Task to carry out
In the records below, find the line with "#[serde(default)]" and the line with "active_target_id: Some(target), ..Self::default()". Print both exactly, along with every line between them, and no other line.
::: Records shown
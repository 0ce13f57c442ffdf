use serde::{Deserialize, Serialize};
use std::fmt;
use uuid::Uuid;

/// Executor-facing category of an intent. Each maps to one executor call.
#[derive(Debug, Clone, Copy, PartialEq, Eq, Hash, Serialize, Deserialize)]
pub enum IntentKind {
    Transport,
    Edit,
    Project,
    Navigation,
    Track,
    Mixer,
    PunchLoop,
}

#[derive(Debug, Clone, Copy, PartialEq, Eq, Serialize, Deserialize)]
pub enum TransportAction {
    Play,
    Stop,
    Pause,
    Record,
}

#[derive(Debug, Clone, Copy, PartialEq, Eq, Serialize, Deserialize)]
pub enum EditAction {
    Undo,
    Redo,
}

#[derive(Debug, Clone, Copy, PartialEq, Eq, Serialize, Deserialize)]
pub enum ProjectAction {
    Save,
}

#[derive(Debug, Clone, Copy, PartialEq, Eq, Serialize, Deserialize)]
pub enum NavigationAction {
    GotoBar(u32),
    GotoStart,
    GotoEnd,
    NextMarker,
    PreviousMarker,
}

#[derive(Debug, Clone, Copy, PartialEq, Eq, Serialize, Deserialize)]
pub enum TrackAction {
    Mute,
    Unmute,
    Solo,
    Unsolo,
    Arm,
    Disarm,
    Select,
}

impl TrackAction {
    pub fn verb(&self) -> &'static str {
        match self {
            TrackAction::Mute => "mute",
            TrackAction::Unmute => "unmute",
            TrackAction::Solo => "solo",
            TrackAction::Unsolo => "unsolo",
            TrackAction::Arm => "arm",
            TrackAction::Disarm => "disarm",
            TrackAction::Select => "select",
        }
    }

    /// Past participle used in spoken confirmations ("Track 3 muted.").
    pub fn participle(&self) -> &'static str {
        match self {
            TrackAction::Mute => "muted",
            TrackAction::Unmute => "unmuted",
            TrackAction::Solo => "soloed",
            TrackAction::Unsolo => "unsoloed",
            TrackAction::Arm => "armed",
            TrackAction::Disarm => "disarmed",
            TrackAction::Select => "selected",
        }
    }
}

/// Volume is in dB, pan in percent (-100 hard left, 100 hard right).
#[derive(Debug, Clone, Copy, PartialEq, Serialize, Deserialize)]
pub enum MixerAction {
    SetVolume(f32),
    AdjustVolume(f32),
    SetPan(i32),
}

#[derive(Debug, Clone, Copy, PartialEq, Eq, Serialize, Deserialize)]
pub struct BarRange {
    pub start: u32,
    pub end: u32,
}

#[derive(Debug, Clone, Copy, PartialEq, Eq, Serialize, Deserialize)]
pub enum PunchLoopAction {
    LoopOn,
    LoopOff,
    SetLoop(BarRange),
    PunchIn(u32),
    PunchOut(u32),
    SetPunch(BarRange),
}

#[derive(Debug, Clone, Copy, PartialEq, Eq, Hash, Serialize, Deserialize)]
pub enum Target {
    Track(u32),
    All,
}

impl fmt::Display for Target {
    fn fmt(&self, f: &mut fmt::Formatter<'_>) -> fmt::Result {
        match self {
            Target::Track(n) => write!(f, "track {}", n),
            Target::All => write!(f, "all tracks"),
        }
    }
}

/// How a track/mixer target was bound.
#[derive(Debug, Clone, Copy, PartialEq, Eq, Serialize, Deserialize)]
pub enum TargetSource {
    /// Number stated in the utterance.
    Explicit,
    /// "all tracks".
    Global,
    /// "this", or no reference with an active hover target.
    Hover,
    /// "that": most recent entry of the recent-target history.
    Recent,
    /// "selected" / "current".
    Selection,
    Unresolved,
}

impl TargetSource {
    pub fn is_fallback(&self) -> bool {
        matches!(self, TargetSource::Hover | TargetSource::Recent | TargetSource::Selection)
    }
}

#[derive(Debug, Clone, PartialEq, Serialize, Deserialize)]
pub enum Action {
    Transport(TransportAction),
    Edit(EditAction),
    Project(ProjectAction),
    Navigation(NavigationAction),
    Track { action: TrackAction, target: Option<Target> },
    Mixer { action: MixerAction, target: Option<Target> },
    PunchLoop(PunchLoopAction),
}

impl Action {
    pub fn kind(&self) -> IntentKind {
        match self {
            Action::Transport(_) => IntentKind::Transport,
            Action::Edit(_) => IntentKind::Edit,
            Action::Project(_) => IntentKind::Project,
            Action::Navigation(_) => IntentKind::Navigation,
            Action::Track { .. } => IntentKind::Track,
            Action::Mixer { .. } => IntentKind::Mixer,
            Action::PunchLoop(_) => IntentKind::PunchLoop,
        }
    }

    /// Stable snake_case name, used in logs and diagnostics.
    pub fn name(&self) -> &'static str {
        match self {
            Action::Transport(TransportAction::Play) => "play",
            Action::Transport(TransportAction::Stop) => "stop",
            Action::Transport(TransportAction::Pause) => "pause",
            Action::Transport(TransportAction::Record) => "record",
            Action::Edit(EditAction::Undo) => "undo",
            Action::Edit(EditAction::Redo) => "redo",
            Action::Project(ProjectAction::Save) => "save",
            Action::Navigation(NavigationAction::GotoBar(_)) => "goto_bar",
            Action::Navigation(NavigationAction::GotoStart) => "goto_start",
            Action::Navigation(NavigationAction::GotoEnd) => "goto_end",
            Action::Navigation(NavigationAction::NextMarker) => "next_marker",
            Action::Navigation(NavigationAction::PreviousMarker) => "previous_marker",
            Action::Track { action, .. } => action.verb(),
            Action::Mixer { action: MixerAction::SetVolume(_), .. } => "set_volume",
            Action::Mixer { action: MixerAction::AdjustVolume(_), .. } => "adjust_volume",
            Action::Mixer { action: MixerAction::SetPan(_), .. } => "set_pan",
            Action::PunchLoop(PunchLoopAction::LoopOn) => "loop_on",
            Action::PunchLoop(PunchLoopAction::LoopOff) => "loop_off",
            Action::PunchLoop(PunchLoopAction::SetLoop(_)) => "set_loop",
            Action::PunchLoop(PunchLoopAction::PunchIn(_)) => "punch_in",
            Action::PunchLoop(PunchLoopAction::PunchOut(_)) => "punch_out",
            Action::PunchLoop(PunchLoopAction::SetPunch(_)) => "set_punch",
        }
    }

    pub fn target(&self) -> Option<Target> {
        match self {
            Action::Track { target, .. } | Action::Mixer { target, .. } => *target,
            _ => None,
        }
    }

    /// Short phrase describing what will happen, without punctuation.
    pub fn summary(&self) -> String {
        let on = |target: &Option<Target>| match target {
            Some(Target::Track(n)) => format!("track {}", n),
            Some(Target::All) => "all tracks".to_string(),
            None => "the track".to_string(),
        };
        match self {
            Action::Transport(TransportAction::Play) => "Play".into(),
            Action::Transport(TransportAction::Stop) => "Stop".into(),
            Action::Transport(TransportAction::Pause) => "Pause".into(),
            Action::Transport(TransportAction::Record) => "Record".into(),
            Action::Edit(EditAction::Undo) => "Undo".into(),
            Action::Edit(EditAction::Redo) => "Redo".into(),
            Action::Project(ProjectAction::Save) => "Save the project".into(),
            Action::Navigation(NavigationAction::GotoBar(bar)) => format!("Go to bar {}", bar),
            Action::Navigation(NavigationAction::GotoStart) => "Go to the start".into(),
            Action::Navigation(NavigationAction::GotoEnd) => "Go to the end".into(),
            Action::Navigation(NavigationAction::NextMarker) => "Next marker".into(),
            Action::Navigation(NavigationAction::PreviousMarker) => "Previous marker".into(),
            Action::Track { action, target } => {
                let verb = action.verb();
                let mut s = format!("{} {}", verb, on(target));
                s[..1].make_ascii_uppercase();
                s
            }
            Action::Mixer { action, target } => match action {
                MixerAction::SetVolume(db) => format!("Set {} volume to {} dB", on(target), fmt_db(*db)),
                MixerAction::AdjustVolume(delta) if *delta >= 0.0 => {
                    format!("Raise {} volume by {} dB", on(target), fmt_db(*delta))
                }
                MixerAction::AdjustVolume(delta) => {
                    format!("Lower {} volume by {} dB", on(target), fmt_db(-*delta))
                }
                MixerAction::SetPan(pan) => format!("Pan {} {}", on(target), fmt_pan(*pan)),
            },
            Action::PunchLoop(PunchLoopAction::LoopOn) => "Loop on".into(),
            Action::PunchLoop(PunchLoopAction::LoopOff) => "Loop off".into(),
            Action::PunchLoop(PunchLoopAction::SetLoop(r)) => format!("Loop bars {} to {}", r.start, r.end),
            Action::PunchLoop(PunchLoopAction::PunchIn(bar)) => format!("Punch in at bar {}", bar),
            Action::PunchLoop(PunchLoopAction::PunchOut(bar)) => format!("Punch out at bar {}", bar),
            Action::PunchLoop(PunchLoopAction::SetPunch(r)) => format!("Punch bars {} to {}", r.start, r.end),
        }
    }
}

pub(crate) fn fmt_db(db: f32) -> String {
    if db.fract() == 0.0 {
        format!("{:.0}", db)
    } else {
        format!("{:.1}", db)
    }
}

pub(crate) fn fmt_pan(pan: i32) -> String {
    match pan {
        0 => "center".to_string(),
        p if p < 0 => format!("left {}", p.unsigned_abs()),
        p => format!("right {}", p),
    }
}

/// A resolved, typed meaning of one utterance.
///
/// Immutable once built: the pipeline replaces its current intent on every
/// parse instead of editing it.
#[derive(Debug, Clone, PartialEq, Serialize)]
pub struct Intent {
    id: Uuid,
    action: Action,
    target_source: Option<TargetSource>,
    confidence: f32,
    summary: String,
    clarification_prompt: Option<String>,
    utterance: String,
}

impl Intent {
    pub(crate) fn new(
        action: Action,
        target_source: Option<TargetSource>,
        confidence: f32,
        clarification_prompt: Option<String>,
        utterance: &str,
    ) -> Self {
        let summary = action.summary();
        Self {
            id: Uuid::new_v4(),
            action,
            target_source,
            confidence: confidence.clamp(0.0, 1.0),
            summary,
            clarification_prompt,
            utterance: utterance.to_string(),
        }
    }

    pub fn id(&self) -> Uuid {
        self.id
    }

    pub fn kind(&self) -> IntentKind {
        self.action.kind()
    }

    pub fn action(&self) -> &Action {
        &self.action
    }

    pub fn action_name(&self) -> &'static str {
        self.action.name()
    }

    pub fn target(&self) -> Option<Target> {
        self.action.target()
    }

    pub fn target_source(&self) -> Option<TargetSource> {
        self.target_source
    }

    pub fn confidence(&self) -> f32 {
        self.confidence
    }

    pub fn summary(&self) -> &str {
        &self.summary
    }

    pub fn needs_clarification(&self) -> bool {
        self.clarification_prompt.is_some()
    }

    pub fn clarification_prompt(&self) -> Option<&str> {
        self.clarification_prompt.as_deref()
    }

    /// Normalized text the intent was parsed from.
    pub fn utterance(&self) -> &str {
        &self.utterance
    }
}

/// Low-latency guess from an interim transcript. Never executed.
#[derive(Debug, Clone, Copy, PartialEq, Eq, Serialize)]
pub struct QuickGuess {
    pub word: &'static str,
    pub kind: IntentKind,
}
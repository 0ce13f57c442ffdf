use serde::{Deserialize, Serialize};

const MAX_RECENT_TARGETS: usize = 16;

/// Kind of control under the pointer in the host application.
#[derive(Debug, Clone, Copy, PartialEq, Eq, Serialize, Deserialize)]
#[serde(rename_all = "snake_case")]
pub enum ControlKind {
    Track,
    Volume,
    Pan,
    Mute,
    Solo,
    Arm,
    Other,
}

/// What the user is looking at or has selected.
///
/// `recent_targets` is ordered most recent first.
#[derive(Debug, Clone, Default, PartialEq, Serialize, Deserialize)]
#[serde(default)]
pub struct HoverContext {
    pub active_target_id: Option<u32>,
    pub active_control_kind: Option<ControlKind>,
    pub recent_targets: Vec<u32>,
    pub selected_target_id: Option<u32>,
}

impl HoverContext {
    pub fn with_active(target: u32) -> Self {
        Self { active_target_id: Some(target), ..Self::default() }
    }

    pub fn most_recent(&self) -> Option<u32> {
        self.recent_targets.first().copied()
    }
}

/// Holds the latest context snapshot. Last update wins, no expiry.
#[derive(Debug, Default)]
pub struct ContextTracker {
    current: HoverContext,
    updates: u64,
}

impl ContextTracker {
    pub fn new() -> Self {
        Self::default()
    }

    pub fn update(&mut self, mut update: HoverContext) {
        update.recent_targets.truncate(MAX_RECENT_TARGETS);
        self.current = update;
        self.updates += 1;
    }

    pub fn snapshot(&self) -> &HoverContext {
        &self.current
    }

    pub fn update_count(&self) -> u64 {
        self.updates
    }
}

#[cfg(test)]
mod tests {
    use super::*;

    #[test]
    fn last_update_wins() {
        let mut tracker = ContextTracker::new();
        tracker.update(HoverContext::with_active(2));
        tracker.update(HoverContext {
            active_target_id: Some(7),
            recent_targets: vec![2, 1],
            ..HoverContext::default()
        });

        let snap = tracker.snapshot();
        assert_eq!(snap.active_target_id, Some(7));
        assert_eq!(snap.most_recent(), Some(2));
        assert_eq!(tracker.update_count(), 2);
    }

    #[test]
    fn recent_history_is_bounded() {
        let mut tracker = ContextTracker::new();
        tracker.update(HoverContext { recent_targets: (0..40).collect(), ..HoverContext::default() });
        assert_eq!(tracker.snapshot().recent_targets.len(), MAX_RECENT_TARGETS);
    }
}
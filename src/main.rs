use anyhow::Context;
use std::sync::Arc;
use tokio::io::{AsyncBufReadExt, BufReader};
use tracing_subscriber::EnvFilter;

use voxdaw::outputs::speech::{CommandSpeech, LoggingSpeech, SpeechSink};
use voxdaw::services::executor::LoggingExecutor;
use voxdaw::{PipelineConfig, PipelineRuntime};

#[tokio::main]
async fn main() -> anyhow::Result<()> {
    tracing_subscriber::fmt()
        .with_env_filter(EnvFilter::try_from_default_env().unwrap_or_else(|_| EnvFilter::new("info")))
        .init();

    let config = match std::env::args().nth(1) {
        Some(path) => PipelineConfig::load(&path).with_context(|| format!("loading config from {}", path))?,
        None => PipelineConfig::default(),
    };

    let speech: Arc<dyn SpeechSink> = match config.speech_command.as_deref().and_then(CommandSpeech::new) {
        Some(sink) => Arc::new(sink),
        None => Arc::new(LoggingSpeech),
    };

    let (handle, task) = PipelineRuntime::spawn(config, Arc::new(LoggingExecutor), speech);
    tracing::info!("Type a command (\"mute track 3\", \"go to bar 12\"). Ctrl+D to quit.");

    let mut lines = BufReader::new(tokio::io::stdin()).lines();
    loop {
        tokio::select! {
            line = lines.next_line() => {
                let Some(line) = line? else { break };
                match line.trim() {
                    "" => continue,
                    ":metrics" => {
                        let metrics = handle.metrics().await?;
                        println!("{}", serde_json::to_string_pretty(&metrics)?);
                    }
                    ":log" => {
                        for entry in handle.log().await? {
                            println!("{}", serde_json::to_string(&entry)?);
                        }
                    }
                    ":state" => println!("{}", handle.state().await?),
                    ":cancel" => handle.cancel().await?,
                    text => handle.typed(text).await?,
                }
            }
            _ = tokio::signal::ctrl_c() => break,
        }
    }

    handle.shutdown().await?;
    task.await?;
    Ok(())
}
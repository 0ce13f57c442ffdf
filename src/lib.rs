pub mod config;
pub mod error;
pub mod intent;
pub mod kernel;
pub mod outputs;
pub mod runtime;
pub mod services;

// Re-export specific items for convenient access
pub use config::PipelineConfig;
pub use kernel::machine::PipelineMachine;
pub use runtime::{PipelineHandle, PipelineRuntime};
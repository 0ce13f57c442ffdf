use serde::Serialize;

use crate::kernel::state::PipelineState;
use crate::kernel::time::Timestamp;

#[derive(Debug, Clone, Copy, PartialEq, Eq, Hash, Serialize)]
#[serde(rename_all = "snake_case")]
pub enum LogEventKind {
    Transition,
    Transcript,
    Preview,
    Parse,
    Gate,
    Dispatch,
    DispatchResult,
    Cancel,
    Error,
    Context,
    Ignored,
}

/// One appended record. `state` is the state at emission time.
#[derive(Debug, Clone, PartialEq, Serialize)]
pub struct LogEntry {
    pub timestamp: Timestamp,
    pub event: LogEventKind,
    pub state: PipelineState,
    pub payload: serde_json::Value,
}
::::::
Your solution
#[serde(default)]
pub struct HoverContext {
    pub active_target_id: Option<u32>,
    pub active_control_kind: Option<ControlKind>,
    pub recent_targets: Vec<u32>,
    pub selected_target_id: Option<u32>,
}

impl HoverContext {
    pub fn with_active(target: u32) -> Self {
        Self { active_target_id: Some(target), ..Self::default() }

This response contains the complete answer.